American Vogue reaches more than 12 million readers in print and an average of 1.2 million online visitors per month. The undoubted importance of the magazine is clearly due to its editor-in-chief, Anna Wintour, who has been considered the most influential figure in the fashion world for decades and is arguably the most commercial editor ever, and has always used her position to put the magazine at the commercial heart of the industry.
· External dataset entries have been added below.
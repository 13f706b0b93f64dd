use std::collections::HashMap;
use std::sync::atomic::{AtomicBool, Ordering};
use std::sync::Arc;
use std::thread::JoinHandle;
use std::time::{Duration, Instant};

use parking_lot::Mutex;

use crate::error::{PoolError, PoolResult};
use crate::task::{ClientId, Task};

/// Fast-path shutdown timeout before a pool starts polling more patiently
/// for stragglers.
const SHUTDOWN_FAST_TIMEOUT: Duration = Duration::from_millis(500);
/// Slow-path shutdown timeout; stragglers beyond this are force-detached.
const SHUTDOWN_SLOW_TIMEOUT: Duration = Duration::from_secs(5);
const SHUTDOWN_POLL_INTERVAL: Duration = Duration::from_millis(5);

struct ClientIdGenerator {
    free: Vec<usize>,
    next: usize,
}

impl ClientIdGenerator {
    fn new() -> Self {
        Self {
            free: Vec::new(),
            next: 0,
        }
    }

    fn acquire(&mut self) -> ClientId {
        if let Some(id) = self.free.pop() {
            ClientId(id)
        } else {
            let id = self.next;
            self.next += 1;
            ClientId(id)
        }
    }

    fn release(&mut self, id: ClientId) {
        self.free.push(id.0);
    }
}

struct Registry {
    ids: ClientIdGenerator,
    completed_tx: HashMap<ClientId, crossbeam_channel::Sender<Task>>,
}

/// A pre-forked pool of worker threads draining a single shared waiting
/// ring, routing completed tasks to per-client completed rings.
///
/// Tasks are small stateless closures; a typical task is one row-strip of
/// one component of one metric. No ordering is guaranteed between tasks on
/// the waiting ring beyond "every submitted task is completed exactly
/// once".
pub struct ThreadPool {
    waiting_tx: crossbeam_channel::Sender<Task>,
    waiting_rx: crossbeam_channel::Receiver<Task>,
    workers: Mutex<Vec<JoinHandle<()>>>,
    registry: Mutex<Registry>,
    shutting_down: AtomicBool,
    num_workers: usize,
}

impl ThreadPool {
    /// Spawns `num_workers` threads draining a waiting ring bounded at
    /// `waiting_capacity` task pointers.
    pub fn new(num_workers: usize, waiting_capacity: usize) -> Arc<Self> {
        let num_workers = num_workers.max(1);
        let (waiting_tx, waiting_rx) = crossbeam_channel::bounded(waiting_capacity.max(1));

        let pool = Arc::new(Self {
            waiting_tx,
            waiting_rx,
            workers: Mutex::new(Vec::with_capacity(num_workers)),
            registry: Mutex::new(Registry {
                ids: ClientIdGenerator::new(),
                completed_tx: HashMap::new(),
            }),
            shutting_down: AtomicBool::new(false),
            num_workers,
        });

        let mut workers = Vec::with_capacity(num_workers);
        for idx in 0..num_workers {
            let pool_ref = Arc::clone(&pool);
            let handle = std::thread::Builder::new()
                .name(format!("qmiv-worker-{idx}"))
                .spawn(move || worker_loop(idx as i64, pool_ref))
                .expect("failed to spawn worker thread");
            workers.push(handle);
        }
        *pool.workers.lock() = workers;
        log::debug!("thread pool started with {num_workers} workers");
        pool
    }

    /// Number of worker threads backing this pool.
    pub fn num_workers(&self) -> usize {
        self.num_workers
    }

    /// Registers a new client with a completed ring bounded at
    /// `completed_capacity`, returning its id and receiver.
    pub fn register(
        &self,
        completed_capacity: usize,
    ) -> (ClientId, crossbeam_channel::Receiver<Task>) {
        let (tx, rx) = crossbeam_channel::bounded(completed_capacity.max(1));
        let mut registry = self.registry.lock();
        let id = registry.ids.acquire();
        registry.completed_tx.insert(id, tx);
        (id, rx)
    }

    /// Unregisters a client, draining any residue left on its completed
    /// ring so it doesn't leak.
    pub fn unregister(&self, id: ClientId) {
        let mut registry = self.registry.lock();
        if let Some(tx) = registry.completed_tx.remove(&id) {
            drop(tx);
        }
        registry.ids.release(id);
    }

    /// Blocks while the waiting ring is full, then enqueues `task`.
    pub fn submit(&self, task: Task) -> PoolResult<()> {
        if self.shutting_down.load(Ordering::Acquire) {
            return Err(PoolError::ShuttingDown);
        }
        self.waiting_tx
            .send(task)
            .map_err(|_| PoolError::ShuttingDown)
    }

    pub(crate) fn completed_sender(&self, id: ClientId) -> Option<crossbeam_channel::Sender<Task>> {
        self.registry.lock().completed_tx.get(&id).cloned()
    }

    /// Submits one `Terminator` per worker, then waits up to 500ms and, for
    /// any stragglers, up to a further 5s before force-detaching remaining
    /// worker handles. Force-detach should never trigger on the success
    /// path; it exists for workers wedged inside a misbehaving callable.
    pub fn destroy(&self) {
        self.shutting_down.store(true, Ordering::Release);
        for _ in 0..self.num_workers {
            let _ = self.waiting_tx.send(Task::terminator());
        }

        let mut workers = self.workers.lock();
        let deadline_fast = Instant::now() + SHUTDOWN_FAST_TIMEOUT;
        while Instant::now() < deadline_fast && workers.iter().any(|h| !h.is_finished()) {
            std::thread::sleep(SHUTDOWN_POLL_INTERVAL);
        }

        let deadline_slow = Instant::now() + SHUTDOWN_SLOW_TIMEOUT;
        while Instant::now() < deadline_slow && workers.iter().any(|h| !h.is_finished()) {
            std::thread::sleep(SHUTDOWN_POLL_INTERVAL);
        }

        for handle in workers.drain(..) {
            if handle.is_finished() {
                let _ = handle.join();
            } else {
                log::warn!("worker thread did not terminate within the shutdown timeout; force-detaching");
                drop(handle);
            }
        }
    }
}

fn worker_loop(thread_idx: i64, pool: Arc<ThreadPool>) {
    loop {
        let task = match pool.waiting_rx.recv() {
            Ok(task) => task,
            Err(_) => break,
        };
        if task.is_terminator() {
            break;
        }
        let client_id = task.client_id;
        let completed = task.run(thread_idx);
        if let Some(id) = client_id {
            if let Some(tx) = pool.completed_sender(id) {
                // Bounded: a full completed ring back-pressures this worker
                // until its client drains more completed tasks.
                let _ = tx.send(completed);
            }
        }
    }
}
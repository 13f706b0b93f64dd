//! Fixed-size worker pool used by every metric kernel to parallelize
//! row-strip and per-component work across a picture.
//!
//! A single [`ThreadPool`] is shared by every client (typically one client
//! per metric being computed); each client gets its own [`ThPI`] handle,
//! which owns a completed-task ring and hides the difference between
//! running on real worker threads and running synchronously inline.

mod error;
mod interface;
mod pool;
mod task;

pub use error::{PoolError, PoolResult};
pub use interface::ThPI;
pub use pool::ThreadPool;
pub use task::{ClientId, Task, TaskKind, TaskStatus};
“Growing up in London in the sixties, you’d have had to have Irving Penn’s sack over your head not to know that something quite extraordinary was happening in fashion. The way girls looked at that time and everything that was happening at that time, the emancipation of women and the end of the class system, seeing this revolution made me fall in love with fashion at a very young age.” After moving to New York, Wintour became a junior fashion editor at Harper’s Bazaar and in 1980 took a position at Savvy magazine, which focused on independent, career-conscious women – the readership she later targeted at Vogue. Wintour was then chosen by Alex Liberman to be creative director of Vogue in the US and then editor-in-chief of British Vogue in 1985, where she made sweeping changes.

“There is a new kind of woman out there. She’s interested in business and money. She no longer has time to shop. She wants to know what, why, where and how”.

Wintour returned to New York in 1987 to take over House & Garden, which was a precursor to the editor-in-chief position at Vogue, and just ten months later, she finally replaced Grace Mirabella. Wintour’s first cover, a street shot with jeans and a Lacroix couture sweater, opened a new chapter in the magazine’s history. Wintour’s expertise and exceptional professionalism rarely find the media spotlight. However, 2006 saw the release of The Devil Wears Prada, a film in which Wintour clearly inspired the main character, the “devil” (played by Oscar-nominated Meryl Streep). Wintour, of course, wore Prada to the premiere.

Today, the pages of US Vogue are populated by a host of the world’s leading photographers, editors and designers – such as Annie Leibovitz, Craig McDean, Steven Meisel and David Sims – who provide a diverse but consistent visual aesthetic for the magazine, many of whom were trained and supported by Wintour himself. Wintour has pioneered the use of personalities from outside the fashion industry – such as LeBron James, Billie Eilish and Serena Williams – to represent the zeitgeist and illustrate her editorial messages.

Over the decades, she has grown into perhaps the most influential figure in the fashion world, setting trends and anointing new designers. She has encouraged fashion houses like Christian Dior to hire younger, fresher designers – such as John Galliano. Her influence extends beyond fashion. It was she who persuaded Donald Trump to allow cash-strapped Marc Jacobs to use the Plaza Hotel for a show. But in 2006 it was Wintour who persuaded Brooks Brothers to hire the relatively unknown Thom Browne.